# INSTRUCTIONS TO FOLLOW
Check every line of the data for the string "shell" and copy the ones that have it.

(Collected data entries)
[Start of section]

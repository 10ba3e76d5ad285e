use anyhow::{Context, Result};
use cosmetic_browser::{spawn_detached, Script};
use cosmetic_core::{AppendOutcome, RuleCandidate};
use serde_json::Value;
use std::ffi::OsString;
use std::path::Path;
use tracing::{error, info, warn};

use super::Session;

pub async fn handle(session: &Session<'_>, host_override: Option<String>) -> Result<()> {
    let mut doc = session.store.load();

    let Some(host) = resolve_host(session, host_override.as_deref()).await else {
        return Ok(());
    };

    info!("Launching picker UI...");
    let Some(candidate) = run_picker(session).await else {
        info!("Picker cancelled");
        return Ok(());
    };

    match doc.append_rule(&host, &candidate) {
        AppendOutcome::Appended(_) => {}
        AppendOutcome::Duplicate => {
            info!("An identical filter already exists; nothing to do");
            return Ok(());
        }
        AppendOutcome::EmptySelector => {
            warn!("Picker did not provide a selector; aborting");
            return Ok(());
        }
        AppendOutcome::EmptyHost => {
            warn!("No host to attach the filter to; aborting");
            return Ok(());
        }
    }

    let rule = doc
        .rules_for(&host)
        .and_then(|rules| rules.last())
        .context("appended rule missing")?;
    info!("Selected rule for {}: {}", host, rule);

    if !session.register_host(&doc, &host).await {
        warn!("Filter for {} was not saved", host);
        return Ok(());
    }

    session.store.save(&doc)?;
    info!("Saved filter for {}: {}", host, rule.selector);
    session
        .notify(&format!("Cosmetic filter saved for {}", host))
        .await;

    info!("Reloading active tab to apply filter...");
    session.reload_active_tab().await;
    Ok(())
}

/// Re-run `add` as a detached child and return at once.
pub fn detach(host: Option<&str>, quiet: bool, config_dir: Option<&Path>) -> Result<()> {
    let exe = std::env::current_exe().context("Unable to locate the running executable")?;
    let args = detached_args(host, quiet, config_dir);
    if let Err(e) = spawn_detached(&exe, &args) {
        error!("Failed to start background picker: {}", e);
    }
    Ok(())
}

fn detached_args(host: Option<&str>, quiet: bool, config_dir: Option<&Path>) -> Vec<OsString> {
    let mut args = Vec::new();
    if quiet {
        args.push(OsString::from("--quiet"));
    }
    if let Some(dir) = config_dir {
        args.push(OsString::from("--config-dir"));
        args.push(dir.as_os_str().to_owned());
    }
    args.push(OsString::from("add"));
    if let Some(host) = host {
        args.push(OsString::from("--host"));
        args.push(OsString::from(host));
    }
    args
}

async fn resolve_host(session: &Session<'_>, host_override: Option<&str>) -> Option<String> {
    if let Some(host) = host_override {
        let host = host.trim();
        if host.is_empty() {
            warn!("Host override is empty");
            return None;
        }
        info!("Using host override: {}", host);
        return Some(host.to_string());
    }

    info!("Detecting active tab...");
    let Some(tab) = session.active_tab().await else {
        warn!("Unable to detect active tab - is the browser running?");
        return None;
    };
    let Some(host) = tab.host() else {
        warn!("Active tab URL is not filterable: {:?}", tab.url);
        return None;
    };
    info!("Active tab host: {}", host);
    Some(host)
}

async fn run_picker(session: &Session<'_>) -> Option<RuleCandidate> {
    let script = match session.load_picker() {
        Ok(script) => script,
        Err(e) => {
            error!("{:#}", e);
            return None;
        }
    };

    let stdout = match session.browser.eval(Script::Stdin(&script)).await {
        Ok(stdout) => stdout,
        Err(e) => {
            error!("Picker failed: {}", e);
            return None;
        }
    };

    match decode_selection(&stdout) {
        Ok(selection) => selection,
        Err(e) => {
            error!("{:#}", e);
            None
        }
    }
}

/// Read `{selector, hasText}` out of the picker's output.
///
/// Empty output or `null` means the user cancelled. The control binary
/// JSON-encodes eval results, so a string holding an object is decoded once
/// more. Fields other than the two strings are ignored.
fn decode_selection(stdout: &str) -> Result<Option<RuleCandidate>> {
    let trimmed = stdout.trim();
    if trimmed.is_empty() || trimmed == "null" {
        return Ok(None);
    }

    let mut value: Value =
        serde_json::from_str(trimmed).context("Picker returned invalid JSON")?;
    if let Value::String(inner) = &value {
        let inner = inner.trim();
        if inner.is_empty() || inner == "null" {
            return Ok(None);
        }
        value = serde_json::from_str(inner).context("Picker returned invalid JSON")?;
    }

    match value {
        Value::Null => Ok(None),
        Value::Object(fields) => {
            let selector = fields
                .get("selector")
                .and_then(Value::as_str)
                .unwrap_or_default();
            let mut candidate = RuleCandidate::new(selector);
            if let Some(text) = fields.get("hasText").and_then(Value::as_str) {
                candidate = candidate.with_text(text);
            }
            Ok(Some(candidate))
        }
        other => anyhow::bail!("Picker returned unexpected payload: {}", other),
    }
}

#[cfg(test)]
mod tests {
    use super::*;
    use crate::commands::fake::{Call, FakeBrowser, TestEnv};

    #[test]
    fn test_decode_selection() {
        assert_eq!(decode_selection("").unwrap(), None);
        assert_eq!(decode_selection("null\n").unwrap(), None);
        assert_eq!(decode_selection("\"null\"").unwrap(), None);

        let plain = decode_selection(r#"{"selector": ".ad-banner"}"#).unwrap();
        assert_eq!(plain, Some(RuleCandidate::new(".ad-banner")));

        let nested =
            decode_selection(r#""{\"selector\":\"li\",\"hasText\":\"Ad\",\"extra\":3}""#).unwrap();
        assert_eq!(nested, Some(RuleCandidate::new("li").with_text("Ad")));

        let odd_text = decode_selection(r#"{"selector": "li", "hasText": 5}"#).unwrap();
        assert_eq!(odd_text, Some(RuleCandidate::new("li")));

        assert!(decode_selection("{oops").is_err());
        assert!(decode_selection("[1, 2]").is_err());
    }

    #[test]
    fn test_detached_args() {
        let args = detached_args(Some("example.com"), true, Some(Path::new("/cfg")));
        assert_eq!(
            args,
            vec!["--quiet", "--config-dir", "/cfg", "add", "--host", "example.com"]
                .into_iter()
                .map(OsString::from)
                .collect::<Vec<_>>()
        );
        assert_eq!(detached_args(None, false, None), vec![OsString::from("add")]);
    }

    #[tokio::test]
    async fn test_add_with_host_override() {
        let env = TestEnv::new();
        let browser = FakeBrowser::new().with_picker(r#"{"selector": ".ad-banner"}"#);

        handle(&env.session(&browser), Some("example.com".to_string()))
            .await
            .unwrap();

        let doc = env.store.load();
        let rules = doc.rules_for("example.com").unwrap();
        assert_eq!(rules.len(), 1);
        assert_eq!(rules[0].selector, ".ad-banner");
        assert_eq!(rules[0].has_text, None);
        assert!(rules[0].created_at.parse::<i64>().is_ok());

        let calls = browser.calls();
        assert!(!calls.contains(&Call::ListTabs));
        assert_eq!(calls[0], Call::EvalStdin("/* picker */".to_string()));
        assert!(matches!(&calls[1], Call::Register { id, .. } if id == "cosmetic-filter-example.com"));
        assert_eq!(
            calls[2],
            Call::Message("Cosmetic filter saved for example.com".to_string())
        );
        assert_eq!(
            calls[3],
            Call::EvalInline("window.location.reload()".to_string())
        );
    }

    #[tokio::test]
    async fn test_add_uses_active_tab_host() {
        let env = TestEnv::new();
        let browser = FakeBrowser::new()
            .with_active_tab("https://news.example.org/story")
            .with_picker(r#"{"selector": "aside", "hasText": " Sponsored "}"#);

        handle(&env.session(&browser), None).await.unwrap();

        let doc = env.store.load();
        let rules = doc.rules_for("news.example.org").unwrap();
        assert_eq!(rules[0].has_text.as_deref(), Some("Sponsored"));
    }

    #[tokio::test]
    async fn test_add_without_browser_does_nothing() {
        let env = TestEnv::new();
        let browser = FakeBrowser::new();

        handle(&env.session(&browser), None).await.unwrap();

        assert_eq!(browser.calls(), vec![Call::ListTabs]);
        assert!(!env.store.path().exists());
    }

    #[tokio::test]
    async fn test_add_unfilterable_tab() {
        let env = TestEnv::new();
        let browser = FakeBrowser::new()
            .with_active_tab("about:blank")
            .with_picker(r#"{"selector": ".x"}"#);

        handle(&env.session(&browser), None).await.unwrap();

        assert_eq!(browser.calls(), vec![Call::ListTabs]);
        assert!(!env.store.path().exists());
    }

    #[tokio::test]
    async fn test_cancelled_picker_persists_nothing() {
        let env = TestEnv::new();
        let browser = FakeBrowser::new().with_picker("null\n");

        handle(&env.session(&browser), Some("example.com".to_string()))
            .await
            .unwrap();

        assert!(browser.registrations().is_empty());
        assert!(!env.store.path().exists());
    }

    #[tokio::test]
    async fn test_duplicate_is_a_no_op() {
        let env = TestEnv::new();
        let browser = FakeBrowser::new().with_picker(r#"{"selector": ".ad"}"#);
        let session = env.session(&browser);

        handle(&session, Some("example.com".to_string())).await.unwrap();
        let saved = std::fs::read(env.store.path()).unwrap();

        handle(&session, Some("example.com".to_string())).await.unwrap();
        assert_eq!(std::fs::read(env.store.path()).unwrap(), saved);
        assert_eq!(browser.registrations().len(), 1);
    }

    #[tokio::test]
    async fn test_failed_registration_is_not_persisted() {
        let env = TestEnv::new();
        let browser = FakeBrowser::new()
            .with_picker(r#"{"selector": ".ad"}"#)
            .rejecting_scripts();

        handle(&env.session(&browser), Some("example.com".to_string()))
            .await
            .unwrap();

        assert_eq!(browser.registrations().len(), 1);
        assert!(!env.store.path().exists());
        assert!(!browser
            .calls()
            .contains(&Call::EvalInline("window.location.reload()".to_string())));
    }

    #[tokio::test]
    async fn test_fresh_install_uses_builtin_picker() {
        let env = TestEnv::new();
        std::fs::remove_file(env.dir.path().join(cosmetic_config::PICKER_FILENAME)).unwrap();
        let browser = FakeBrowser::new().with_picker(r#"{"selector": ".ad"}"#);

        handle(&env.session(&browser), Some("example.com".to_string()))
            .await
            .unwrap();

        let calls = browser.calls();
        assert_eq!(
            calls[0],
            Call::EvalStdin(cosmetic_core::BUILTIN_PICKER.to_string())
        );
        let doc = env.store.load();
        assert_eq!(doc.rules_for("example.com").unwrap()[0].selector, ".ad");
    }

    #[tokio::test]
    async fn test_configured_picker_must_exist() {
        let mut env = TestEnv::new();
        env.settings.picker_path = Some(env.dir.path().join("nowhere.js"));
        let browser = FakeBrowser::new().with_picker(r#"{"selector": ".ad"}"#);

        handle(&env.session(&browser), Some("example.com".to_string()))
            .await
            .unwrap();

        assert!(browser.calls().is_empty());
        assert!(!env.store.path().exists());
    }
}
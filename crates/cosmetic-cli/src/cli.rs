use clap::{Parser, Subcommand};
use std::path::PathBuf;

#[derive(Parser)]
#[command(name = "cosmetic-filters")]
#[command(about = "Manage cosmetic filters for rethread", long_about = None)]
#[command(version)]
pub struct Cli {
    /// Suppress informational messages
    #[arg(short, long, global = true)]
    pub quiet: bool,

    /// Config directory (default: $XDG_CONFIG_HOME/rethread)
    #[arg(long, global = true, env = "COSMETIC_FILTERS_CONFIG_DIR")]
    pub config_dir: Option<PathBuf>,

    /// Defaults to `add`
    #[command(subcommand)]
    pub command: Option<Commands>,
}

#[derive(Subcommand)]
pub enum Commands {
    /// Run the picker and save a cosmetic filter (default command)
    Add {
        /// Override host match (default = active tab hostname)
        #[arg(long)]
        host: Option<String>,

        /// Run in the background and return immediately
        #[arg(long)]
        detach: bool,
    },

    /// Show stored filters
    List,

    /// Remove a filter
    Rm {
        /// Host entry to edit
        host: String,

        /// 1-based index printed by the list command
        #[arg(allow_negative_numbers = true)]
        index: i64,
    },

    /// Re-register userscripts for all saved hosts
    Sync,

    /// Print the userscript generated for a host
    Preview {
        /// Host entry to render
        host: String,
    },

    /// Generate shell completions
    Completions {
        #[arg(value_enum)]
        shell: clap_complete::Shell,
    },
}
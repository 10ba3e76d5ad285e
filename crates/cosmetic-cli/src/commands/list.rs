use anyhow::Result;
use cosmetic_core::ConfigDocument;
use std::io::Write;

use super::Session;

pub fn handle(session: &Session<'_>, out: &mut impl Write) -> Result<()> {
    let doc = session.store.load();
    print_filters(&doc, out)?;
    Ok(())
}

/// Hosts in order, each followed by its 1-based rule list
fn print_filters(doc: &ConfigDocument, out: &mut impl Write) -> std::io::Result<()> {
    if doc.is_empty() {
        writeln!(out, "No cosmetic filters saved")?;
        return Ok(());
    }

    for (host, rules) in doc.list_filters() {
        writeln!(out, "{}", host)?;
        for (idx, rule) in rules.iter().enumerate() {
            writeln!(out, "  [{}] {}", idx + 1, rule)?;
        }
    }
    Ok(())
}

#[cfg(test)]
mod tests {
    use super::*;
    use crate::commands::fake::{FakeBrowser, TestEnv};
    use cosmetic_core::RuleCandidate;

    fn render(doc: &ConfigDocument) -> String {
        let mut out = Vec::new();
        print_filters(doc, &mut out).unwrap();
        String::from_utf8(out).unwrap()
    }

    #[test]
    fn test_empty_store() {
        assert_eq!(render(&ConfigDocument::default()), "No cosmetic filters saved\n");
    }

    #[test]
    fn test_listing_format() {
        let mut doc = ConfigDocument::default();
        doc.append_rule("zeta.net", &RuleCandidate::new("#z"));
        doc.append_rule("example.com", &RuleCandidate::new(".ad-banner"));
        doc.append_rule("example.com", &RuleCandidate::new("li").with_text("Promoted"));

        assert_eq!(
            render(&doc),
            "example.com\n  [1] .ad-banner\n  [2] li (text contains 'Promoted')\nzeta.net\n  [1] #z\n"
        );
    }

    #[test]
    fn test_list_never_persists_or_calls_browser() {
        let env = TestEnv::new();
        let browser = FakeBrowser::new();
        let mut out = Vec::new();

        handle(&env.session(&browser), &mut out).unwrap();

        assert!(browser.calls().is_empty());
        assert!(!env.store.path().exists());
    }
}
//! Fire-and-forget child processes

use std::ffi::OsStr;
use std::path::Path;
use std::process::{Command, Stdio};
use tracing::debug;

/// Start `program` with `args` and return without waiting for it.
///
/// The child gets null stdio and, on unix, its own process group, so it
/// survives the caller and cannot block it. Nothing it does is reported
/// back: only a failure to spawn is observable.
pub fn spawn_detached<I, S>(program: &Path, args: I) -> std::io::Result<()>
where
    I: IntoIterator<Item = S>,
    S: AsRef<OsStr>,
{
    let mut cmd = Command::new(program);
    cmd.args(args)
        .stdin(Stdio::null())
        .stdout(Stdio::null())
        .stderr(Stdio::null());

    #[cfg(unix)]
    {
        use std::os::unix::process::CommandExt;
        cmd.process_group(0);
    }

    let child = cmd.spawn()?;
    debug!("Detached {} (pid {})", program.display(), child.id());
    Ok(())
}
//! Storage layer for cosmetic filters
//!
//! This crate provides:
//! - Loading the rule database, recovering from missing or corrupt files
//! - Atomic write-then-rename persistence

pub mod error;
pub mod store;

pub use error::{Result, StorageError};
pub use store::FilterStore;
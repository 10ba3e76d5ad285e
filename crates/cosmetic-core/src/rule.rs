//! Cosmetic filter rule model

use serde::de::{self, Deserializer};
use serde::{Deserialize, Serialize};
use serde_json::Value;
use std::collections::BTreeMap;
use std::fmt;
use time::OffsetDateTime;

/// A stored cosmetic filter: hide elements matching `selector`, optionally
/// only those whose text contains `has_text`.
///
/// Fields are declared in key order so the serialized form matches the
/// sorted layout of the on-disk database. Keys this tool does not know are
/// kept in `extra` and written back unchanged.
#[derive(Debug, Clone, PartialEq, Eq, Serialize, Deserialize)]
pub struct Rule {
    /// Unix timestamp (seconds) as a string, set once at creation.
    /// Hand-edited entries may omit it or store a number.
    #[serde(default, deserialize_with = "string_or_number")]
    pub created_at: String,
    #[serde(rename = "hasText", default, skip_serializing_if = "Option::is_none")]
    pub has_text: Option<String>,
    pub selector: String,
    #[serde(flatten)]
    pub extra: BTreeMap<String, Value>,
}

impl Rule {
    pub fn new(selector: String, has_text: Option<String>, created_at: String) -> Self {
        Self {
            created_at,
            has_text,
            selector,
            extra: BTreeMap::new(),
        }
    }

    /// True when this rule has the same `(selector, hasText)` identity.
    pub fn same_target(&self, selector: &str, has_text: Option<&str>) -> bool {
        self.selector == selector && self.has_text.as_deref() == has_text
    }
}

impl fmt::Display for Rule {
    fn fmt(&self, f: &mut fmt::Formatter<'_>) -> fmt::Result {
        write!(f, "{}", self.selector)?;
        if let Some(text) = &self.has_text {
            write!(f, " (text contains '{}')", text)?;
        }
        Ok(())
    }
}

/// A rule proposed by the picker or the user, before normalization.
#[derive(Debug, Clone, Default, PartialEq, Eq)]
pub struct RuleCandidate {
    pub selector: String,
    pub has_text: Option<String>,
}

impl RuleCandidate {
    pub fn new(selector: impl Into<String>) -> Self {
        Self {
            selector: selector.into(),
            has_text: None,
        }
    }

    pub fn with_text(mut self, text: impl Into<String>) -> Self {
        self.has_text = Some(text.into());
        self
    }

    /// Trimmed selector and text; blank text collapses to `None`.
    pub(crate) fn normalized(&self) -> (String, Option<String>) {
        let selector = self.selector.trim().to_string();
        let has_text = self
            .has_text
            .as_deref()
            .map(str::trim)
            .filter(|t| !t.is_empty())
            .map(String::from);
        (selector, has_text)
    }
}

fn string_or_number<'de, D>(deserializer: D) -> Result<String, D::Error>
where
    D: Deserializer<'de>,
{
    match Value::deserialize(deserializer)? {
        Value::String(s) => Ok(s),
        Value::Number(n) => Ok(n.to_string()),
        Value::Null => Ok(String::new()),
        other => Err(de::Error::custom(format!(
            "expected a timestamp string or number, found {}",
            other
        ))),
    }
}

/// Current time as a Unix-seconds string
pub(crate) fn timestamp_now() -> String {
    OffsetDateTime::now_utc().unix_timestamp().to_string()
}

[End of section]

# TASK RESPONSE
    /// Generate shell completions
        shell: clap_complete::Shell,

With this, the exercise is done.